This lecture is part of the CBR seminar series.
Regulatory T cells (Tregs) regulate immune homeostasis through a variety of mechanisms and are being explored as a cell-based therapy to dampen inflammation and induce tolerance in the settings of transplantation and autoimmunity. Evidence shows that Treg therapy is safe and well-tolerated, but efficacy remains undefined and could be limited by poor persistence in vivo and lack of antigen specificity. With the advent of new genetic engineering tools, it is now possible to create bespoke “designer” Tregs that not only overcome possible limitations of polyclonal Tregs, but also introduce new features. I will discuss our recent work to engineer Tregs with chimeric antigen receptors as a strategy to increase potency.

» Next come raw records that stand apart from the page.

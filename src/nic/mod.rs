//! Network interface plugin and the NIC object reconciler.
//!
//! NICs are first-class store entities (`NIC--<machineId>--<nicName>`) so
//! their lifecycle can run in its own controller: the machine reconciler
//! creates/deletes the objects and hot-plugs devices, while this controller
//! drives each object from `Pending` to `Attached` through the plugin and
//! owns the `"networkinterface"` finalizer.
//!
//! Ordering on deletion: the machine reconciler removes the VM device and
//! strips its `"machine"` finalizer first; only then does this controller
//! release the plugin resources and strip its own finalizer, which lets the
//! store GC the object.

use std::sync::Arc;

use async_trait::async_trait;
use snafu::Snafu;
use tokio::task::JoinSet;
use tokio_util::sync::CancellationToken;
use tracing::debug;
use tracing::error;
use tracing::info;

use crate::machine::parse_nic_object_id;
use crate::machine::NetworkInterface;
use crate::machine::NetworkInterfaceStatus;
use crate::machine::NicState;
use crate::machine::NIC_FINALIZER;
use crate::queue::WorkQueue;
use crate::store::HostStore;
use crate::store::StoreError;

pub mod isolated;

#[derive(Debug, Snafu)]
#[snafu(module(error), visibility(pub(crate)))]
pub enum NicError {
    #[snafu(display("nic io on {}: {source}", path.display()))]
    Io { path: std::path::PathBuf, source: std::io::Error },

    #[snafu(display("nic object id {id:?} is not decodable"))]
    MalformedId { id: String },

    #[snafu(display("nic store: {source}"))]
    Store { source: StoreError },
}

pub type Result<T, E = NicError> = std::result::Result<T, E>;

/// What a plugin hands back for a prepared device: the handle (e.g. a tap
/// name) and, when the plugin assigns one, the MAC the VMM should use.
#[derive(Debug, Clone, PartialEq)]
pub struct PreparedNic {
    pub handle: String,
    pub mac_address: Option<String>,
}

/// A network interface driver: prepares host-side resources for a NIC and
/// releases them again.
#[async_trait]
pub trait NicPlugin: Send + Sync {
    fn name(&self) -> &'static str;

    /// Prepare the device. Idempotent.
    async fn prepare(&self, machine_id: &str, nic: &NetworkInterface) -> Result<PreparedNic>;

    /// Release whatever `prepare` set up. Idempotent.
    async fn release(&self, machine_id: &str, nic: &NetworkInterface) -> Result<()>;
}

pub struct NicReconciler {
    nics: Arc<HostStore<NetworkInterface>>,
    plugin: Arc<dyn NicPlugin>,
    queue: WorkQueue,
    workers: usize,
}

impl NicReconciler {
    pub fn new(
        nics: Arc<HostStore<NetworkInterface>>,
        plugin: Arc<dyn NicPlugin>,
        workers: usize,
    ) -> Self {
        Self { nics, plugin, queue: WorkQueue::new(), workers }
    }

    /// Run fan-in and workers until the token is cancelled.
    pub async fn start(self: Arc<Self>, token: CancellationToken) {
        let mut tasks = JoinSet::new();

        let mut watch = self.nics.watch();
        for nic in self.nics.list().await {
            self.queue.add(&nic.metadata.id);
        }

        {
            let queue = self.queue.clone();
            let nics = self.nics.clone();
            let token = token.clone();
            tasks.spawn(async move {
                loop {
                    tokio::select! {
                        _ = token.cancelled() => return,
                        event = watch.recv() => match event {
                            Ok(event) => queue.add(&event.object().metadata.id),
                            Err(tokio::sync::broadcast::error::RecvError::Lagged(_)) => {
                                for nic in nics.list().await {
                                    queue.add(&nic.metadata.id);
                                }
                            }
                            Err(tokio::sync::broadcast::error::RecvError::Closed) => return,
                        },
                    }
                }
            });
        }

        {
            let queue = self.queue.clone();
            let token = token.clone();
            tasks.spawn(async move {
                token.cancelled().await;
                queue.shut_down();
            });
        }

        for _ in 0..self.workers {
            let this = self.clone();
            tasks.spawn(async move {
                while let Some(id) = this.queue.get().await {
                    match this.reconcile(&id).await {
                        Ok(()) => {
                            this.queue.forget(&id);
                            this.queue.done(&id);
                        }
                        Err(e) => {
                            error!(nic_id = %id, error = %e, "failed to reconcile network interface");
                            this.queue.done(&id);
                            this.queue.add_rate_limited(&id);
                        }
                    }
                }
            });
        }

        while tasks.join_next().await.is_some() {}
        info!("NIC reconciler stopped");
    }

    /// One convergence pass for a NIC object.
    pub async fn reconcile(&self, id: &str) -> Result<()> {
        let nic = match self.nics.get(id).await {
            Ok(nic) => nic,
            Err(e) if e.is_not_found() => return Ok(()),
            Err(source) => return Err(NicError::Store { source }),
        };

        let Some((machine_id, _)) = parse_nic_object_id(id) else {
            return error::MalformedIdSnafu { id }.fail();
        };
        let machine_id = machine_id.to_string();

        if nic.metadata.deleted_at.is_some() {
            return self.teardown(&machine_id, nic).await;
        }

        if !nic.metadata.has_finalizer(NIC_FINALIZER) {
            let mut nic = nic;
            nic.metadata.add_finalizer(NIC_FINALIZER);
            // Durable before the plugin does anything on the host.
            match self.nics.update(nic).await {
                Ok(_) => return Ok(()),
                Err(e) if e.is_not_found() => return Ok(()),
                Err(source) => return Err(NicError::Store { source }),
            }
        }

        if nic.status.state != NicState::Attached {
            let prepared = self.plugin.prepare(&machine_id, &nic).await?;
            debug!(nic_id = %id, handle = %prepared.handle, "network interface prepared");

            let mut nic = nic;
            nic.status = NetworkInterfaceStatus {
                state: NicState::Attached,
                handle: Some(prepared.handle),
                mac_address: prepared.mac_address,
            };
            match self.nics.update(nic).await {
                Ok(_) => {}
                Err(e) if e.is_not_found() => return Ok(()),
                Err(source) => return Err(NicError::Store { source }),
            }
        }

        Ok(())
    }

    async fn teardown(&self, machine_id: &str, nic: NetworkInterface) -> Result<()> {
        use crate::machine::MACHINE_FINALIZER;

        if nic.metadata.has_finalizer(MACHINE_FINALIZER) {
            // The machine reconciler still has to unplug the VM device.
            debug!(nic_id = %nic.metadata.id, "waiting for machine finalizer before release");
            return Ok(());
        }

        if nic.metadata.has_finalizer(NIC_FINALIZER) {
            self.plugin.release(machine_id, &nic).await?;

            let mut nic = nic;
            nic.metadata.remove_finalizer(NIC_FINALIZER);
            match self.nics.update(nic).await {
                Ok(_) => {}
                Err(e) if e.is_not_found() => {}
                Err(source) => return Err(NicError::Store { source }),
            }
            info!(machine_id, "network interface released");
        }

        Ok(())
    }
}

#[cfg(test)]
mod tests {
    use super::*;
    use crate::machine::nic_object_id;
    use crate::machine::Metadata;
    use crate::machine::NetworkInterfaceSpec;

    struct RecordingPlugin;

    #[async_trait]
    impl NicPlugin for RecordingPlugin {
        fn name(&self) -> &'static str {
            "recording"
        }

        async fn prepare(&self, _machine_id: &str, nic: &NetworkInterface) -> Result<PreparedNic> {
            Ok(PreparedNic {
                handle: format!("tap-{}", nic.spec.name),
                mac_address: Some("02:00:00:00:00:01".into()),
            })
        }

        async fn release(&self, _machine_id: &str, _nic: &NetworkInterface) -> Result<()> {
            Ok(())
        }
    }

    fn new_nic(machine_id: &str, name: &str) -> NetworkInterface {
        NetworkInterface {
            metadata: Metadata::new(nic_object_id(machine_id, name)),
            spec: NetworkInterfaceSpec {
                name: name.into(),
                network_id: "net-1".into(),
                ..Default::default()
            },
            status: Default::default(),
        }
    }

    async fn reconciler(dir: &std::path::Path) -> NicReconciler {
        let nics = Arc::new(HostStore::open(dir).await.unwrap());
        NicReconciler::new(nics, Arc::new(RecordingPlugin), 1)
    }

    #[tokio::test]
    async fn attaches_with_finalizer_first() {
        let dir = tempfile::tempdir().unwrap();
        let r = reconciler(dir.path()).await;
        let id = nic_object_id("m-1", "eth0");
        r.nics.create(new_nic("m-1", "eth0")).await.unwrap();

        // First pass only persists the finalizer.
        r.reconcile(&id).await.unwrap();
        let nic = r.nics.get(&id).await.unwrap();
        assert!(nic.metadata.has_finalizer(NIC_FINALIZER));
        assert_eq!(nic.status.state, NicState::Pending);

        // Second pass prepares and attaches.
        r.reconcile(&id).await.unwrap();
        let nic = r.nics.get(&id).await.unwrap();
        assert_eq!(nic.status.state, NicState::Attached);
        assert_eq!(nic.status.handle.as_deref(), Some("tap-eth0"));
        assert_eq!(nic.status.mac_address.as_deref(), Some("02:00:00:00:00:01"));
    }

    #[tokio::test]
    async fn release_waits_for_machine_finalizer() {
        use crate::machine::MACHINE_FINALIZER;

        let dir = tempfile::tempdir().unwrap();
        let r = reconciler(dir.path()).await;
        let id = nic_object_id("m-1", "eth0");
        r.nics.create(new_nic("m-1", "eth0")).await.unwrap();
        r.reconcile(&id).await.unwrap();
        r.reconcile(&id).await.unwrap();

        // Machine reconciler pins the NIC while the device is plugged.
        let mut nic = r.nics.get(&id).await.unwrap();
        nic.metadata.add_finalizer(MACHINE_FINALIZER);
        r.nics.update(nic).await.unwrap();

        r.nics.delete(&id).await.unwrap();
        r.reconcile(&id).await.unwrap();
        assert!(r.nics.get(&id).await.is_ok(), "machine finalizer must block release");

        // Device unplugged: machine finalizer stripped.
        let mut nic = r.nics.get(&id).await.unwrap();
        nic.metadata.remove_finalizer(MACHINE_FINALIZER);
        r.nics.update(nic).await.unwrap();

        r.reconcile(&id).await.unwrap();
        assert!(r.nics.get(&id).await.unwrap_err().is_not_found());
    }

    #[tokio::test]
    async fn stale_ids_are_ignored() {
        let dir = tempfile::tempdir().unwrap();
        let r = reconciler(dir.path()).await;
        r.reconcile("NIC--m-1--gone").await.unwrap();
    }
}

I will also discuss how advanced engineering approaches can be used to further enhance function. The year 2022 marked the entry of these so-called “designer” Tregs into the clinic, with exciting potential for application and efficacy in a wide variety of immune-mediated diseases.
Dr. Megan Levings
Professor, Department of Surgery and School of Biomedical Engineering, UBC
Head of Childhood Diseases, BC Children’s Hospital Research Institute
For information about CBR Seminar series events, visit the CBR website: CBR Seminars | Centre for Blood Research (ubc.ca). To receive Zoom access details for CBR Seminar series events, contact Kaitlyn Chuong (email@example.com).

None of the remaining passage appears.